> Goal of the exercise
Please restate the data word for word, in full.
┄┄┄┄┄┄┄┄┄┄
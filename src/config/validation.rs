//! Configuration validation logic.

use std::sync::OnceLock;

use crate::config::loader::Config;
use crate::config::modes::{DownloadMode, FilenameKey};
use crate::error::{Error, Result};
use regex::Regex;

/// Minimum username length.
const MIN_USERNAME_LENGTH: usize = 2;

/// Maximum username length.
const MAX_USERNAME_LENGTH: usize = 24;

/// Upper bound for the spacing between API requests.
const MAX_REQUEST_DELAY_MS: u64 = 60_000;

/// Bounds for the per-request timeout.
const MIN_TIMEOUT_SECS: u64 = 1;
const MAX_TIMEOUT_SECS: u64 = 600;

fn item_id_pattern() -> &'static Regex {
    static PATTERN: OnceLock<Regex> = OnceLock::new();
    PATTERN.get_or_init(|| Regex::new(r"(?:video|photo)/(\d+)").expect("valid regex"))
}

fn username_pattern() -> &'static Regex {
    static PATTERN: OnceLock<Regex> = OnceLock::new();
    PATTERN.get_or_init(|| Regex::new(r"^[A-Za-z0-9_.]+$").expect("valid regex"))
}

/// Validate the entire configuration for the given mode.
pub fn validate_config(config: &Config, mode: DownloadMode) -> Result<()> {
    validate_filename_format(&config.options.filename_format)?;
    validate_request_delay(config.options.request_delay_ms)?;
    validate_request_timeout(config.options.request_timeout_secs)?;

    // Only the mobile API endpoints are signed; user mode depends on them.
    if mode == DownloadMode::User && config.signer.command.is_none() {
        return Err(Error::MissingConfig(
            "signer.command (required to sign user lookups and feed requests)".to_string(),
        ));
    }

    if let Some(command) = &config.signer.command {
        if command.as_os_str().is_empty() {
            return Err(Error::ConfigValidation {
                field: "signer.command".to_string(),
                message: "Signer command cannot be empty".to_string(),
            });
        }
    }

    Ok(())
}

/// Validate the filename format keys.
pub fn validate_filename_format(keys: &[FilenameKey]) -> Result<()> {
    for (i, key) in keys.iter().enumerate() {
        if keys[..i].contains(key) {
            return Err(Error::ConfigValidation {
                field: "filename_format".to_string(),
                message: format!("Filename key '{}' appears more than once", key),
            });
        }
    }
    Ok(())
}

pub fn validate_request_delay(delay_ms: u64) -> Result<()> {
    if delay_ms > MAX_REQUEST_DELAY_MS {
        return Err(Error::ConfigValidation {
            field: "request_delay_ms".to_string(),
            message: format!(
                "Request delay must be at most {} ms (got {})",
                MAX_REQUEST_DELAY_MS, delay_ms
            ),
        });
    }
    Ok(())
}

pub fn validate_request_timeout(timeout_secs: u64) -> Result<()> {
    if !(MIN_TIMEOUT_SECS..=MAX_TIMEOUT_SECS).contains(&timeout_secs) {
        return Err(Error::ConfigValidation {
            field: "request_timeout_secs".to_string(),
            message: format!(
                "Request timeout must be between {} and {} seconds (got {})",
                MIN_TIMEOUT_SECS, MAX_TIMEOUT_SECS, timeout_secs
            ),
        });
    }
    Ok(())
}

/// Validate a username and return it without a leading `@`.
pub fn validate_username(username: &str) -> Result<String> {
    let clean_username = username.trim().trim_start_matches('@');

    if clean_username.len() < MIN_USERNAME_LENGTH {
        return Err(Error::ConfigValidation {
            field: "user".to_string(),
            message: format!(
                "Username '{}' is too short (minimum {} characters)",
                username, MIN_USERNAME_LENGTH
            ),
        });
    }

    if clean_username.len() > MAX_USERNAME_LENGTH {
        return Err(Error::ConfigValidation {
            field: "user".to_string(),
            message: format!(
                "Username '{}' is too long (maximum {} characters)",
                username, MAX_USERNAME_LENGTH
            ),
        });
    }

    if !username_pattern().is_match(clean_username) {
        return Err(Error::ConfigValidation {
            field: "user".to_string(),
            message: format!(
                "Username '{}' contains invalid characters. Only letters, digits, underscores and periods allowed.",
                username
            ),
        });
    }

    Ok(clean_username.to_string())
}

/// Extract the numeric item ID from a share URL.
pub fn parse_item_id(input: &str) -> Option<String> {
    item_id_pattern()
        .captures(input)
        .and_then(|captures| captures.get(1))
        .map(|id| id.as_str().to_string())
}

#[cfg(test)]
mod tests {
    use super::*;
    use std::path::PathBuf;

    #[test]
    fn test_parse_item_id() {
        assert_eq!(
            parse_item_id("https://www.tiktok.com/@someone/video/7300000000000000001?lang=en")
                .as_deref(),
            Some("7300000000000000001")
        );
        assert_eq!(
            parse_item_id("https://www.tiktok.com/@someone/photo/42").as_deref(),
            Some("42")
        );
        assert!(parse_item_id("https://vm.tiktok.com/ZMabcdef/").is_none());
        assert!(parse_item_id("").is_none());
    }

    #[test]
    fn test_valid_username() {
        assert_eq!(validate_username("@some.one_1").unwrap(), "some.one_1");
        assert_eq!(validate_username("  abc ").unwrap(), "abc");
    }

    #[test]
    fn test_invalid_username() {
        assert!(validate_username("a").is_err());
        assert!(validate_username("has space").is_err());
        assert!(validate_username("x".repeat(25).as_str()).is_err());
    }

    #[test]
    fn test_duplicate_filename_keys() {
        assert!(validate_filename_format(&[FilenameKey::Id, FilenameKey::Timestamp]).is_ok());
        assert!(validate_filename_format(&[]).is_ok());
        assert!(validate_filename_format(&[FilenameKey::Id, FilenameKey::Id]).is_err());
    }

    #[test]
    fn test_bounds() {
        assert!(validate_request_delay(0).is_ok());
        assert!(validate_request_delay(MAX_REQUEST_DELAY_MS + 1).is_err());
        assert!(validate_request_timeout(0).is_err());
        assert!(validate_request_timeout(30).is_ok());
    }

    #[test]
    fn test_user_mode_requires_signer() {
        let mut config = Config::default();
        assert!(validate_config(&config, DownloadMode::Links).is_ok());
        assert!(matches!(
            validate_config(&config, DownloadMode::User),
            Err(Error::MissingConfig(_))
        ));

        config.signer.command = Some(PathBuf::from("/usr/local/bin/tt-signer"));
        assert!(validate_config(&config, DownloadMode::User).is_ok());
    }
}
┄┄┄┄┄┄┄┄┄┄
> Solved problem
filename src/config/validation.rs
//! Configuration validation logic.

use std::sync::OnceLock;

use crate::config::loader::Config;
use crate::config::modes::{DownloadMode, FilenameKey};
use crate::error::{Error, Result};
use regex::Regex;

/// Minimum username length.
const MIN_USERNAME_LENGTH: usize = 2;

/// Maximum username length.
const MAX_USERNAME_LENGTH: usize = 24;

/// Upper bound for the spacing between API requests.
const MAX_REQUEST_DELAY_MS: u64 = 60_000;

/// Bounds for the per-request timeout.
const MIN_TIMEOUT_SECS: u64 = 1;
const MAX_TIMEOUT_SECS: u64 = 600;

fn item_id_pattern() -> &'static Regex {
    static PATTERN: OnceLock<Regex> = OnceLock::new();
    PATTERN.get_or_init(|| Regex::new(r"(?:video|photo)/(\d+)").expect("valid regex"))
}

fn username_pattern() -> &'static Regex {
    static PATTERN: OnceLock<Regex> = OnceLock::new();
    PATTERN.get_or_init(|| Regex::new(r"^[A-Za-z0-9_.]+$").expect("valid regex"))
}

/// Validate the entire configuration for the given mode.
pub fn validate_config(config: &Config, mode: DownloadMode) -> Result<()> {
    validate_filename_format(&config.options.filename_format)?;
    validate_request_delay(config.options.request_delay_ms)?;
    validate_request_timeout(config.options.request_timeout_secs)?;

    // Only the mobile API endpoints are signed; user mode depends on them.
    if mode == DownloadMode::User && config.signer.command.is_none() {
        return Err(Error::MissingConfig(
            "signer.command (required to sign user lookups and feed requests)".to_string(),
        ));
    }

    if let Some(command) = &config.signer.command {
        if command.as_os_str().is_empty() {
            return Err(Error::ConfigValidation {
                field: "signer.command".to_string(),
                message: "Signer command cannot be empty".to_string(),
            });
        }
    }

    Ok(())
}

/// Validate the filename format keys.
pub fn validate_filename_format(keys: &[FilenameKey]) -> Result<()> {
    for (i, key) in keys.iter().enumerate() {
        if keys[..i].contains(key) {
            return Err(Error::ConfigValidation {
                field: "filename_format".to_string(),
                message: format!("Filename key '{}' appears more than once", key),
            });
        }
    }
    Ok(())
}

pub fn validate_request_delay(delay_ms: u64) -> Result<()> {
    if delay_ms > MAX_REQUEST_DELAY_MS {
        return Err(Error::ConfigValidation {
            field: "request_delay_ms".to_string(),
            message: format!(
                "Request delay must be at most {} ms (got {})",
                MAX_REQUEST_DELAY_MS, delay_ms
            ),
        });
    }
    Ok(())
}

pub fn validate_request_timeout(timeout_secs: u64) -> Result<()> {
    if !(MIN_TIMEOUT_SECS..=MAX_TIMEOUT_SECS).contains(&timeout_secs) {
        return Err(Error::ConfigValidation {
            field: "request_timeout_secs".to_string(),
            message: format!(
                "Request timeout must be between {} and {} seconds (got {})",
                MIN_TIMEOUT_SECS, MAX_TIMEOUT_SECS, timeout_secs
            ),
        });
    }
    Ok(())
}

/// Validate a username and return it without a leading `@`.
pub fn validate_username(username: &str) -> Result<String> {
    let clean_username = username.trim().trim_start_matches('@');

    if clean_username.len() < MIN_USERNAME_LENGTH {
        return Err(Error::ConfigValidation {
            field: "user".to_string(),
            message: format!(
                "Username '{}' is too short (minimum {} characters)",
                username, MIN_USERNAME_LENGTH
            ),
        });
    }

    if clean_username.len() > MAX_USERNAME_LENGTH {
        return Err(Error::ConfigValidation {
            field: "user".to_string(),
            message: format!(
                "Username '{}' is too long (maximum {} characters)",
                username, MAX_USERNAME_LENGTH
            ),
        });
    }

    if !username_pattern().is_match(clean_username) {
        return Err(Error::ConfigValidation {
            field: "user".to_string(),
            message: format!(
                "Username '{}' contains invalid characters. Only letters, digits, underscores and periods allowed.",
                username
            ),
        });
    }

    Ok(clean_username.to_string())
}

/// Extract the numeric item ID from a share URL.
pub fn parse_item_id(input: &str) -> Option<String> {
    item_id_pattern()
        .captures(input)
        .and_then(|captures| captures.get(1))
        .map(|id| id.as_str().to_string())
}

#[cfg(test)]
mod tests {
    use super::*;
    use std::path::PathBuf;

    #[test]
    fn test_parse_item_id() {
        assert_eq!(
            parse_item_id("https://www.tiktok.com/@someone/video/7300000000000000001?lang=en")
                .as_deref(),
            Some("7300000000000000001")
        );
        assert_eq!(
            parse_item_id("https://www.tiktok.com/@someone/photo/42").as_deref(),
            Some("42")
        );
        assert!(parse_item_id("https://vm.tiktok.com/ZMabcdef/").is_none());
        assert!(parse_item_id("").is_none());
    }

    #[test]
    fn test_valid_username() {
        assert_eq!(validate_username("@some.one_1").unwrap(), "some.one_1");
        assert_eq!(validate_username("  abc ").unwrap(), "abc");
    }

    #[test]
    fn test_invalid_username() {
        assert!(validate_username("a").is_err());
        assert!(validate_username("has space").is_err());
        assert!(validate_username("x".repeat(25).as_str()).is_err());
    }

    #[test]
    fn test_duplicate_filename_keys() {
        assert!(validate_filename_format(&[FilenameKey::Id, FilenameKey::Timestamp]).is_ok());
        assert!(validate_filename_format(&[]).is_ok());
        assert!(validate_filename_format(&[FilenameKey::Id, FilenameKey::Id]).is_err());
    }

    #[test]
    fn test_bounds() {
        assert!(validate_request_delay(0).is_ok());
        assert!(validate_request_delay(MAX_REQUEST_DELAY_MS + 1).is_err());
        assert!(validate_request_timeout(0).is_err());
        assert!(validate_request_timeout(30).is_ok());
    }

    #[test]
    fn test_user_mode_requires_signer() {
        let mut config = Config::default();
        assert!(validate_config(&config, DownloadMode::Links).is_ok());
        assert!(matches!(
            validate_config(&config, DownloadMode::User),
            Err(Error::MissingConfig(_))
        ));

        config.signer.command = Some(PathBuf::from("/usr/local/bin/tt-signer"));
        assert!(validate_config(&config, DownloadMode::User).is_ok());
    }
}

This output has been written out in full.